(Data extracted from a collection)
^^^^

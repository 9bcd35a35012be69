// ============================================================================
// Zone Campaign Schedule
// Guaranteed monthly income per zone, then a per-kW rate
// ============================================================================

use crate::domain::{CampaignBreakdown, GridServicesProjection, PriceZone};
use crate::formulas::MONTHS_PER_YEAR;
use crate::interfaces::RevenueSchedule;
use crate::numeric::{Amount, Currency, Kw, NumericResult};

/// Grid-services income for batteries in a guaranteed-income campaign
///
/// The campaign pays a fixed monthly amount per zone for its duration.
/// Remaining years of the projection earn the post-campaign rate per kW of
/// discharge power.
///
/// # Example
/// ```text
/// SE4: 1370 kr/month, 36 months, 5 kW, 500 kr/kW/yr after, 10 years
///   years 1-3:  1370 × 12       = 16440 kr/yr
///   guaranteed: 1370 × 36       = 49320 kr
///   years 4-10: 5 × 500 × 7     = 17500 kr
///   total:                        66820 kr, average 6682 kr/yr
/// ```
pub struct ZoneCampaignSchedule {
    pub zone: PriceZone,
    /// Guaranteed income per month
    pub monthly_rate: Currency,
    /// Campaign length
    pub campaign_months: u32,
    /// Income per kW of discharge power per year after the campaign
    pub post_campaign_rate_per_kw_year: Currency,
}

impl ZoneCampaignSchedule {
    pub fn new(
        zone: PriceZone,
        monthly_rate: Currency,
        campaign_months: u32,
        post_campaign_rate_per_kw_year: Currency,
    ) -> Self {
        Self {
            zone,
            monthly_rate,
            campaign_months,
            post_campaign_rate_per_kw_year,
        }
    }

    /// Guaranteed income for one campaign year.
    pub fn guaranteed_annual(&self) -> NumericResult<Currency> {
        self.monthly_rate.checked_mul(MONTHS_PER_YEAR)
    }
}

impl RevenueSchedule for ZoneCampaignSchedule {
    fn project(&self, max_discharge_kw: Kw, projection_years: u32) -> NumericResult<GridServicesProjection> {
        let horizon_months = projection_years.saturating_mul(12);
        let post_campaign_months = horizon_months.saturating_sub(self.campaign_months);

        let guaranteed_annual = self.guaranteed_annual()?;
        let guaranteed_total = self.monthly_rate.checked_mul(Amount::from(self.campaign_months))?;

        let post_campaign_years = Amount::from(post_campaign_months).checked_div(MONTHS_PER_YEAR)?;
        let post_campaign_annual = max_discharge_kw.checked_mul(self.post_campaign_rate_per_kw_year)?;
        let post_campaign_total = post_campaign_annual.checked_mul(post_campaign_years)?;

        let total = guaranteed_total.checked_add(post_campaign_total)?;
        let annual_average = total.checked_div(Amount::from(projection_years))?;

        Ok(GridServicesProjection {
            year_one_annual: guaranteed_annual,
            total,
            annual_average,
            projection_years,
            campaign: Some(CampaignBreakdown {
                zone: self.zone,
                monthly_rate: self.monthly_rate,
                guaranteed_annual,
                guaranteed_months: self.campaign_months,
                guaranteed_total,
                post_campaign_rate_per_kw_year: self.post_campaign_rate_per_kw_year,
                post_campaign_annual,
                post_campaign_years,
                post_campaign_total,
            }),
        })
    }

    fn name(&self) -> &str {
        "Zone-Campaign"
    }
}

^^^^

■ Problem requirements ■
Output every line above without altering anything.

■ Your response ■
repository 9bcd35a35012be69
// ============================================================================
// Zone Campaign Schedule
// Guaranteed monthly income per zone, then a per-kW rate
// ============================================================================

use crate::domain::{CampaignBreakdown, GridServicesProjection, PriceZone};
use crate::formulas::MONTHS_PER_YEAR;
use crate::interfaces::RevenueSchedule;
use crate::numeric::{Amount, Currency, Kw, NumericResult};

/// Grid-services income for batteries in a guaranteed-income campaign
///
/// The campaign pays a fixed monthly amount per zone for its duration.
/// Remaining years of the projection earn the post-campaign rate per kW of
/// discharge power.
///
/// # Example
/// ```text
/// SE4: 1370 kr/month, 36 months, 5 kW, 500 kr/kW/yr after, 10 years
///   years 1-3:  1370 × 12       = 16440 kr/yr
///   guaranteed: 1370 × 36       = 49320 kr
///   years 4-10: 5 × 500 × 7     = 17500 kr
///   total:                        66820 kr, average 6682 kr/yr
/// ```
pub struct ZoneCampaignSchedule {
    pub zone: PriceZone,
    /// Guaranteed income per month
    pub monthly_rate: Currency,
    /// Campaign length
    pub campaign_months: u32,
    /// Income per kW of discharge power per year after the campaign
    pub post_campaign_rate_per_kw_year: Currency,
}

impl ZoneCampaignSchedule {
    pub fn new(
        zone: PriceZone,
        monthly_rate: Currency,
        campaign_months: u32,
        post_campaign_rate_per_kw_year: Currency,
    ) -> Self {
        Self {
            zone,
            monthly_rate,
            campaign_months,
            post_campaign_rate_per_kw_year,
        }
    }

    /// Guaranteed income for one campaign year.
    pub fn guaranteed_annual(&self) -> NumericResult<Currency> {
        self.monthly_rate.checked_mul(MONTHS_PER_YEAR)
    }
}

impl RevenueSchedule for ZoneCampaignSchedule {
    fn project(&self, max_discharge_kw: Kw, projection_years: u32) -> NumericResult<GridServicesProjection> {
        let horizon_months = projection_years.saturating_mul(12);
        let post_campaign_months = horizon_months.saturating_sub(self.campaign_months);

        let guaranteed_annual = self.guaranteed_annual()?;
        let guaranteed_total = self.monthly_rate.checked_mul(Amount::from(self.campaign_months))?;

        let post_campaign_years = Amount::from(post_campaign_months).checked_div(MONTHS_PER_YEAR)?;
        let post_campaign_annual = max_discharge_kw.checked_mul(self.post_campaign_rate_per_kw_year)?;
        let post_campaign_total = post_campaign_annual.checked_mul(post_campaign_years)?;

        let total = guaranteed_total.checked_add(post_campaign_total)?;
        let annual_average = total.checked_div(Amount::from(projection_years))?;

        Ok(GridServicesProjection {
            year_one_annual: guaranteed_annual,
            total,
            annual_average,
            projection_years,
            campaign: Some(CampaignBreakdown {
                zone: self.zone,
                monthly_rate: self.monthly_rate,
                guaranteed_annual,
                guaranteed_months: self.campaign_months,
                guaranteed_total,
                post_campaign_rate_per_kw_year: self.post_campaign_rate_per_kw_year,
                post_campaign_annual,
                post_campaign_years,
                post_campaign_total,
            }),
        })
    }

    fn name(&self) -> &str {
        "Zone-Campaign"
    }
}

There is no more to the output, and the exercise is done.